## Dataset records
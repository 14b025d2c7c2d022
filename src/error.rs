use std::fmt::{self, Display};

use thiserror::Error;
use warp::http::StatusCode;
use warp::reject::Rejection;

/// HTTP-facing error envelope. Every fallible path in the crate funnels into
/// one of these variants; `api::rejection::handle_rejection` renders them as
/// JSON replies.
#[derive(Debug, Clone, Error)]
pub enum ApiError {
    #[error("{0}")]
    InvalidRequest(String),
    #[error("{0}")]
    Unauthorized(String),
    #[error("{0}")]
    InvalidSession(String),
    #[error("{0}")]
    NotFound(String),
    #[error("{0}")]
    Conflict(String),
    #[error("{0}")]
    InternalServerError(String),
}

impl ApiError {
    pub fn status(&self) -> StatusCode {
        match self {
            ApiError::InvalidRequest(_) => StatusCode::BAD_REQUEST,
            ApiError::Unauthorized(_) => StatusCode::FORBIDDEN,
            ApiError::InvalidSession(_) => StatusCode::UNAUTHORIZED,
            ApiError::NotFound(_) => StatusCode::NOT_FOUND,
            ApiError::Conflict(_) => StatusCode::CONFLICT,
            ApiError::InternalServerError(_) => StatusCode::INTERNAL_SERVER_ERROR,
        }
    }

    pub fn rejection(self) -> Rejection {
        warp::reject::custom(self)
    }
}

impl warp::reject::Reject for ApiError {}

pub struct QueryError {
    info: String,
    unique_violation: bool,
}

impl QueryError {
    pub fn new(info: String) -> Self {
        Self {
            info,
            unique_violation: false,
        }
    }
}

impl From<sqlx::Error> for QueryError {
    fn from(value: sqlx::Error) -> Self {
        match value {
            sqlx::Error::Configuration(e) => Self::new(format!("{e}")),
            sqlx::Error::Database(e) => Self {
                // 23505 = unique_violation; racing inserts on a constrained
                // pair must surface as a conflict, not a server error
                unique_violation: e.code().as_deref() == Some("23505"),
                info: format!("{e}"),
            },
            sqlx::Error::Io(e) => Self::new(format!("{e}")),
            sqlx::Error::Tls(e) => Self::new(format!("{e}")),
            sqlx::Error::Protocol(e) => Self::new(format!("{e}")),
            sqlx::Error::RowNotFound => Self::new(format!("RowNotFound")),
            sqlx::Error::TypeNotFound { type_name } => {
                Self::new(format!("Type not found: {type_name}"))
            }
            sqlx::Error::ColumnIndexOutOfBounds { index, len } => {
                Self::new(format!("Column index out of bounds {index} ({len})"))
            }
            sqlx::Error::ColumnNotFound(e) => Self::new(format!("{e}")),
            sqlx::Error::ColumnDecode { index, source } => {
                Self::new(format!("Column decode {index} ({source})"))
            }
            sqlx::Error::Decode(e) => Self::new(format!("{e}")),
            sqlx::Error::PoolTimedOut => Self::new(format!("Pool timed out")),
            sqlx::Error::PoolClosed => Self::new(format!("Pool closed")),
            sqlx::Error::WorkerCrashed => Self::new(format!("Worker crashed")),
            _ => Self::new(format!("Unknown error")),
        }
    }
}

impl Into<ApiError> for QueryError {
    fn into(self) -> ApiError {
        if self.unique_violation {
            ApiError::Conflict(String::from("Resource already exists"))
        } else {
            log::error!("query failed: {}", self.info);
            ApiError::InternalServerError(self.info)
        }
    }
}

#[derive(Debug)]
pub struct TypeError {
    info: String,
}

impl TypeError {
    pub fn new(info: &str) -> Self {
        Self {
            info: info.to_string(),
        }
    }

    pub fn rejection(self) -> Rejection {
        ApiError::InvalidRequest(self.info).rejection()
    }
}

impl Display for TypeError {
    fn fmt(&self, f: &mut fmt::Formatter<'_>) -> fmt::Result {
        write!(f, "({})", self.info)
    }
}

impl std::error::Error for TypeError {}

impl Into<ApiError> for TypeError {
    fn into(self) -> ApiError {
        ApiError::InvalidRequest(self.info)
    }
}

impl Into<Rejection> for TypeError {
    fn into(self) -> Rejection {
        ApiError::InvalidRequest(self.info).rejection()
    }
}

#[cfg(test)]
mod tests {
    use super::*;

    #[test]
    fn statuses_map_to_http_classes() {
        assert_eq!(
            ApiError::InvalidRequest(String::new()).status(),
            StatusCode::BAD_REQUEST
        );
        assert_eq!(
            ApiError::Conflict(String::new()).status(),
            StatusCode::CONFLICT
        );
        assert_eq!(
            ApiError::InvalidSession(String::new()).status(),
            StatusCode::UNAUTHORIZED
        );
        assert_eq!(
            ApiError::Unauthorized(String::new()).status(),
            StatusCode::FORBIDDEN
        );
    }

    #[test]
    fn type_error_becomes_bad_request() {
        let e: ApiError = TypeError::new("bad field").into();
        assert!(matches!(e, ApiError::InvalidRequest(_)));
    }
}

## Aim of the task
Reproduce the material exactly. Every line must match.

## Result for this exercise
repository 14b025d2c7c2d022
filename src/error.rs
use std::fmt::{self, Display};

use thiserror::Error;
use warp::http::StatusCode;
use warp::reject::Rejection;

/// HTTP-facing error envelope. Every fallible path in the crate funnels into
/// one of these variants; `api::rejection::handle_rejection` renders them as
/// JSON replies.
#[derive(Debug, Clone, Error)]
pub enum ApiError {
    #[error("{0}")]
    InvalidRequest(String),
    #[error("{0}")]
    Unauthorized(String),
    #[error("{0}")]
    InvalidSession(String),
    #[error("{0}")]
    NotFound(String),
    #[error("{0}")]
    Conflict(String),
    #[error("{0}")]
    InternalServerError(String),
}

impl ApiError {
    pub fn status(&self) -> StatusCode {
        match self {
            ApiError::InvalidRequest(_) => StatusCode::BAD_REQUEST,
            ApiError::Unauthorized(_) => StatusCode::FORBIDDEN,
            ApiError::InvalidSession(_) => StatusCode::UNAUTHORIZED,
            ApiError::NotFound(_) => StatusCode::NOT_FOUND,
            ApiError::Conflict(_) => StatusCode::CONFLICT,
            ApiError::InternalServerError(_) => StatusCode::INTERNAL_SERVER_ERROR,
        }
    }

    pub fn rejection(self) -> Rejection {
        warp::reject::custom(self)
    }
}

impl warp::reject::Reject for ApiError {}

pub struct QueryError {
    info: String,
    unique_violation: bool,
}

impl QueryError {
    pub fn new(info: String) -> Self {
        Self {
            info,
            unique_violation: false,
        }
    }
}

impl From<sqlx::Error> for QueryError {
    fn from(value: sqlx::Error) -> Self {
        match value {
            sqlx::Error::Configuration(e) => Self::new(format!("{e}")),
            sqlx::Error::Database(e) => Self {
                // 23505 = unique_violation; racing inserts on a constrained
                // pair must surface as a conflict, not a server error
                unique_violation: e.code().as_deref() == Some("23505"),
                info: format!("{e}"),
            },
            sqlx::Error::Io(e) => Self::new(format!("{e}")),
            sqlx::Error::Tls(e) => Self::new(format!("{e}")),
            sqlx::Error::Protocol(e) => Self::new(format!("{e}")),
            sqlx::Error::RowNotFound => Self::new(format!("RowNotFound")),
            sqlx::Error::TypeNotFound { type_name } => {
                Self::new(format!("Type not found: {type_name}"))
            }
            sqlx::Error::ColumnIndexOutOfBounds { index, len } => {
                Self::new(format!("Column index out of bounds {index} ({len})"))
            }
            sqlx::Error::ColumnNotFound(e) => Self::new(format!("{e}")),
            sqlx::Error::ColumnDecode { index, source } => {
                Self::new(format!("Column decode {index} ({source})"))
            }
            sqlx::Error::Decode(e) => Self::new(format!("{e}")),
            sqlx::Error::PoolTimedOut => Self::new(format!("Pool timed out")),
            sqlx::Error::PoolClosed => Self::new(format!("Pool closed")),
            sqlx::Error::WorkerCrashed => Self::new(format!("Worker crashed")),
            _ => Self::new(format!("Unknown error")),
        }
    }
}

impl Into<ApiError> for QueryError {
    fn into(self) -> ApiError {
        if self.unique_violation {
            ApiError::Conflict(String::from("Resource already exists"))
        } else {
            log::error!("query failed: {}", self.info);
            ApiError::InternalServerError(self.info)
        }
    }
}

#[derive(Debug)]
pub struct TypeError {
    info: String,
}

impl TypeError {
    pub fn new(info: &str) -> Self {
        Self {
            info: info.to_string(),
        }
    }

    pub fn rejection(self) -> Rejection {
        ApiError::InvalidRequest(self.info).rejection()
    }
}

impl Display for TypeError {
    fn fmt(&self, f: &mut fmt::Formatter<'_>) -> fmt::Result {
        write!(f, "({})", self.info)
    }
}

impl std::error::Error for TypeError {}

impl Into<ApiError> for TypeError {
    fn into(self) -> ApiError {
        ApiError::InvalidRequest(self.info)
    }
}

impl Into<Rejection> for TypeError {
    fn into(self) -> Rejection {
        ApiError::InvalidRequest(self.info).rejection()
    }
}

#[cfg(test)]
mod tests {
    use super::*;

    #[test]
    fn statuses_map_to_http_classes() {
        assert_eq!(
            ApiError::InvalidRequest(String::new()).status(),
            StatusCode::BAD_REQUEST
        );
        assert_eq!(
            ApiError::Conflict(String::new()).status(),
            StatusCode::CONFLICT
        );
        assert_eq!(
            ApiError::InvalidSession(String::new()).status(),
            StatusCode::UNAUTHORIZED
        );
        assert_eq!(
            ApiError::Unauthorized(String::new()).status(),
            StatusCode::FORBIDDEN
        );
    }

    #[test]
    fn type_error_becomes_bad_request() {
        let e: ApiError = TypeError::new("bad field").into();
        assert!(matches!(e, ApiError::InvalidRequest(_)));
    }
}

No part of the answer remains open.